The Voting Rights Act set up these powerful provisions to give African-Americans the rights and the legal tools to combat and overcome the disempowering voter restrictions.  "Initially, these provisions applied to every Deep South state except Florida, plus Virginia and some 40 counties in North Carolina. And they worked, nowhere more obviously than in Mississippi, where the percentage of eligible black voters registered ballooned from 7% in 1964 to 67% just five years later."

In a short period of time (within decades), African-American voter registration had significantly improved and there was a renaissance of African-Americans being elected to office. "By the mid-1980s there were more black people in public office across the South than in the rest of the nation combined [sic] Although the share of public officeholders still fell well short of the black share of the population, by 2001 the gap outside the South was nearly 4 times greater than within it." 

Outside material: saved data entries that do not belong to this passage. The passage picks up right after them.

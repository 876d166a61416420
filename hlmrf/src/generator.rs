use num_traits::Float;
use hlmrf_core::{Hyperplane, RuleId, Term, TermKind, TermStore};
use crate::{AtomStore, LinearExpr, Model, ModelError, RuleShape};

/// Generator of ADMM terms from the ground rules of a [`Model`].
pub struct TermGenerator;

impl TermGenerator
{
    /// Generates a term for every non-trivial ground rule and adds it to `store`.
    ///
    /// Returns the number of added terms.
    pub fn generate<F: Float>(model: &Model<F>, store: &mut TermStore<F>) -> Result<usize, ModelError>
    {
        let ground = model.ground_rules();
        let initial = store.len();

        store.reserve(ground.len());
        store.ensure_atom_capacity(model.atoms().len());

        for g in ground {
            if let Some(term) = Self::create_term(model, g.rule, &g.expr)? {
                store.add(term);
            }
        }

        let added = store.len() - initial;
        log::debug!("generated {} terms from {} ground rules", added, ground.len());
        Ok(added)
    }

    /// Creates a term of a ground rule without adding it anywhere.
    ///
    /// Returns `None` if the ground rule is trivial.
    pub fn create_term<F: Float>(model: &Model<F>, rule: RuleId, expr: &LinearExpr<F>) -> Result<Option<Term<F>>, ModelError>
    {
        let shape = model.shape(rule)?;
        let hinge = matches!(shape, RuleShape::Loss { hinge: true, .. });

        let hp = match Self::process_hyperplane(expr, model.atoms(), hinge)? {
            Some(hp) => hp,
            None => return Ok(None),
        };

        let kind = match shape {
            RuleShape::Constraint(cmp) => TermKind::LinearConstraint(cmp),
            RuleShape::Loss { hinge: true, squared: true } => TermKind::SquaredHingeLoss,
            RuleShape::Loss { hinge: true, squared: false } => TermKind::HingeLoss,
            RuleShape::Loss { hinge: false, squared: true } => TermKind::SquaredLinearLoss,
            RuleShape::Loss { hinge: false, squared: false } => TermKind::LinearLoss,
        };

        Ok(Some(Term::new(kind, rule, hp)))
    }

    /// Builds the hyperplane \\(a^T x = c\\) of an expression \\(a^T x - c\\).
    ///
    /// Summands of the same atom are merged and cancelled ones dropped.
    /// Observed atoms are folded into \\(c\\) with their current values.
    /// Returns `None` if no random variable atom remains, or if `hinge` and
    /// \\(\max(0, a^T x - c)\\) is zero on the whole box \\([0, 1]^n\\).
    pub fn process_hyperplane<F: Float>(expr: &LinearExpr<F>, atoms: &AtomStore<F>, hinge: bool)
    -> Result<Option<Hyperplane<F>>, ModelError>
    {
        let mut coeffs: Vec<F> = Vec::new();
        let mut ids: Vec<usize> = Vec::new();
        let mut constant = -expr.constant_value();

        for (atom, a) in expr.summands() {
            let value = atoms.value(*atom)?;

            if atoms.is_observed(*atom)? {
                constant = constant - *a * value;
                continue;
            }

            match ids.iter().position(|i| *i == atom.0) {
                Some(slot) => {
                    coeffs[slot] = coeffs[slot] + *a;
                },
                None => {
                    coeffs.push(*a);
                    ids.push(atom.0);
                },
            }
        }

        let before = ids.len();
        let (coeffs, ids): (Vec<F>, Vec<usize>) = coeffs.into_iter().zip(ids)
            .filter(|(a, _)| !a.is_zero())
            .unzip();
        if ids.len() < before {
            log::debug!("{} cancelled atoms dropped", before - ids.len());
        }

        if ids.is_empty() {
            return Ok(None);
        }

        let hp = Hyperplane::new(coeffs, ids, constant)?;

        if hinge {
            // max of a^T x over the box
            let sup = hp.coeffs().iter().fold(F::zero(), |acc, a| acc + a.max(F::zero()));
            if sup <= hp.constant() {
                log::debug!("hinge is never active: trivial");
                return Ok(None);
            }
        }

        Ok(Some(hp))
    }
}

As you will see in subsequent articles, the Voting Rights Act of 1965 has been crippled by an assault of new voter suppression laws since 2011 and by the Supreme Court's decision of Shelby County v. Holder in June 2013.
Fun Facts:

  • "Even in still-impoverished areas, black political empowerment has brought a noticeable increase in the share of state transfer payments. James Button’s study of six Florida cities shows black municipal employment quadrupling between 1960 and 2000, with blacks occupying 25% of the supervisory positions by the end of that span."

  • "Maynard Jackson became Atlanta’s first black mayor in 1974 and by the time his successor Andrew Young left office in 1990, the city had granted almost 1,600 contracts to more than 600 minority-owned firms."